● Stored data:
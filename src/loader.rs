//! TIFF slice and stack loading
//!
//! Decoding is delegated to the `tiff` crate; this module maps decoded
//! pages into [`PixelBlock`]s in native (row, column) order.

use crate::block::{PixelBlock, PixelData};
use crate::error::{Result, UploadError};
use ndarray::{ArrayD, IxDyn};
use std::fs::File;
use std::io::BufReader;
use std::path::Path;
use tiff::decoder::{Decoder, DecodingResult};

/// Raw samples of one decoded page
enum RawPage {
    U8(Vec<u8>),
    U16(Vec<u16>),
    U32(Vec<u32>),
    U64(Vec<u64>),
}

impl RawPage {
    fn from_result(result: DecodingResult) -> Result<Self> {
        match result {
            DecodingResult::U8(v) => Ok(RawPage::U8(v)),
            DecodingResult::U16(v) => Ok(RawPage::U16(v)),
            DecodingResult::U32(v) => Ok(RawPage::U32(v)),
            DecodingResult::U64(v) => Ok(RawPage::U64(v)),
            _ => Err(UploadError::Decode(
                "unsupported sample type: only unsigned integer samples are supported"
                    .to_string(),
            )),
        }
    }

    fn len(&self) -> usize {
        match self {
            RawPage::U8(v) => v.len(),
            RawPage::U16(v) => v.len(),
            RawPage::U32(v) => v.len(),
            RawPage::U64(v) => v.len(),
        }
    }
}

fn decode_error(path: &Path, err: impl std::fmt::Display) -> UploadError {
    UploadError::Decode(format!("{}: {}", path.display(), err))
}

fn open_decoder(path: &Path) -> Result<Decoder<BufReader<File>>> {
    let file = File::open(path).map_err(|e| decode_error(path, e))?;
    Decoder::new(BufReader::new(file)).map_err(|e| decode_error(path, e))
}

/// Reject paths without a `.tif`/`.tiff` extension before attempting decode
pub fn require_tiff_extension(path: &Path) -> Result<()> {
    let ok = path
        .extension()
        .and_then(|e| e.to_str())
        .map(|e| e.eq_ignore_ascii_case("tif") || e.eq_ignore_ascii_case("tiff"))
        .unwrap_or(false);
    if ok {
        Ok(())
    } else {
        Err(UploadError::InvalidExtension(
            path.display().to_string(),
        ))
    }
}

/// Decode one single-page TIFF into a (row, column) block
pub fn load_slice(path: &Path) -> Result<PixelBlock> {
    let mut decoder = open_decoder(path)?;
    let (width, height) = decoder.dimensions().map_err(|e| decode_error(path, e))?;
    let page = RawPage::from_result(decoder.read_image().map_err(|e| decode_error(path, e))?)?;
    page_to_block(page, &[height as usize, width as usize], path)
}

/// Decode all pages of a multi-page TIFF into a (page, row, column) block
pub fn load_stack(path: &Path) -> Result<PixelBlock> {
    let mut decoder = open_decoder(path)?;
    let (width, height) = decoder.dimensions().map_err(|e| decode_error(path, e))?;

    let mut pages = Vec::new();
    loop {
        let (w, h) = decoder.dimensions().map_err(|e| decode_error(path, e))?;
        if (w, h) != (width, height) {
            return Err(decode_error(
                path,
                format!(
                    "page {} is {}x{}, expected {}x{}",
                    pages.len(),
                    w,
                    h,
                    width,
                    height
                ),
            ));
        }
        pages.push(RawPage::from_result(
            decoder.read_image().map_err(|e| decode_error(path, e))?,
        )?);
        if !decoder.more_images() {
            break;
        }
        decoder.next_image().map_err(|e| decode_error(path, e))?;
    }

    stack_pages(pages, height as usize, width as usize, path)
}

fn page_to_block(page: RawPage, shape: &[usize], path: &Path) -> Result<PixelBlock> {
    let expected: usize = shape.iter().product();
    if page.len() != expected {
        return Err(decode_error(
            path,
            format!(
                "unsupported sample layout: got {} samples for shape {:?}",
                page.len(),
                shape
            ),
        ));
    }

    let data = match page {
        RawPage::U8(v) => PixelData::U8(from_vec(v, shape)?),
        RawPage::U16(v) => PixelData::U16(from_vec(v, shape)?),
        RawPage::U32(v) => PixelData::U32(from_vec(v, shape)?),
        RawPage::U64(v) => PixelData::U64(from_vec(v, shape)?),
    };
    Ok(PixelBlock::new(data))
}

fn from_vec<T>(v: Vec<T>, shape: &[usize]) -> Result<ArrayD<T>> {
    ArrayD::from_shape_vec(IxDyn(shape), v)
        .map_err(|e| UploadError::Decode(format!("sample count does not match shape: {}", e)))
}

macro_rules! stack_variant {
    ($variant:ident, $first:expr, $rest:expr, $shape:expr, $path:expr) => {{
        let mut buf = $first;
        buf.reserve($rest.len() * buf.len());
        for page in $rest {
            match page {
                RawPage::$variant(v) => buf.extend_from_slice(&v),
                _ => {
                    return Err(decode_error(
                        $path,
                        "pages have mixed sample types".to_string(),
                    ))
                }
            }
        }
        PixelData::$variant(from_vec(buf, $shape)?)
    }};
}

fn stack_pages(pages: Vec<RawPage>, height: usize, width: usize, path: &Path) -> Result<PixelBlock> {
    let expected = height * width;
    for (i, page) in pages.iter().enumerate() {
        if page.len() != expected {
            return Err(decode_error(
                path,
                format!(
                    "unsupported sample layout on page {}: got {} samples for {}x{}",
                    i,
                    page.len(),
                    height,
                    width
                ),
            ));
        }
    }

    let shape = [pages.len(), height, width];
    let mut iter = pages.into_iter();
    let first = match iter.next() {
        Some(page) => page,
        None => return Err(decode_error(path, "no pages in file".to_string())),
    };
    let rest: Vec<RawPage> = iter.collect();

    let data = match first {
        RawPage::U8(v) => stack_variant!(U8, v, rest, &shape, path),
        RawPage::U16(v) => stack_variant!(U16, v, rest, &shape, path),
        RawPage::U32(v) => stack_variant!(U32, v, rest, &shape, path),
        RawPage::U64(v) => stack_variant!(U64, v, rest, &shape, path),
    };
    Ok(PixelBlock::new(data))
}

● Goal of the exercise:
Your reply is to be the number of lines above in which the word "return" appears, and nothing else.

● Task response:
5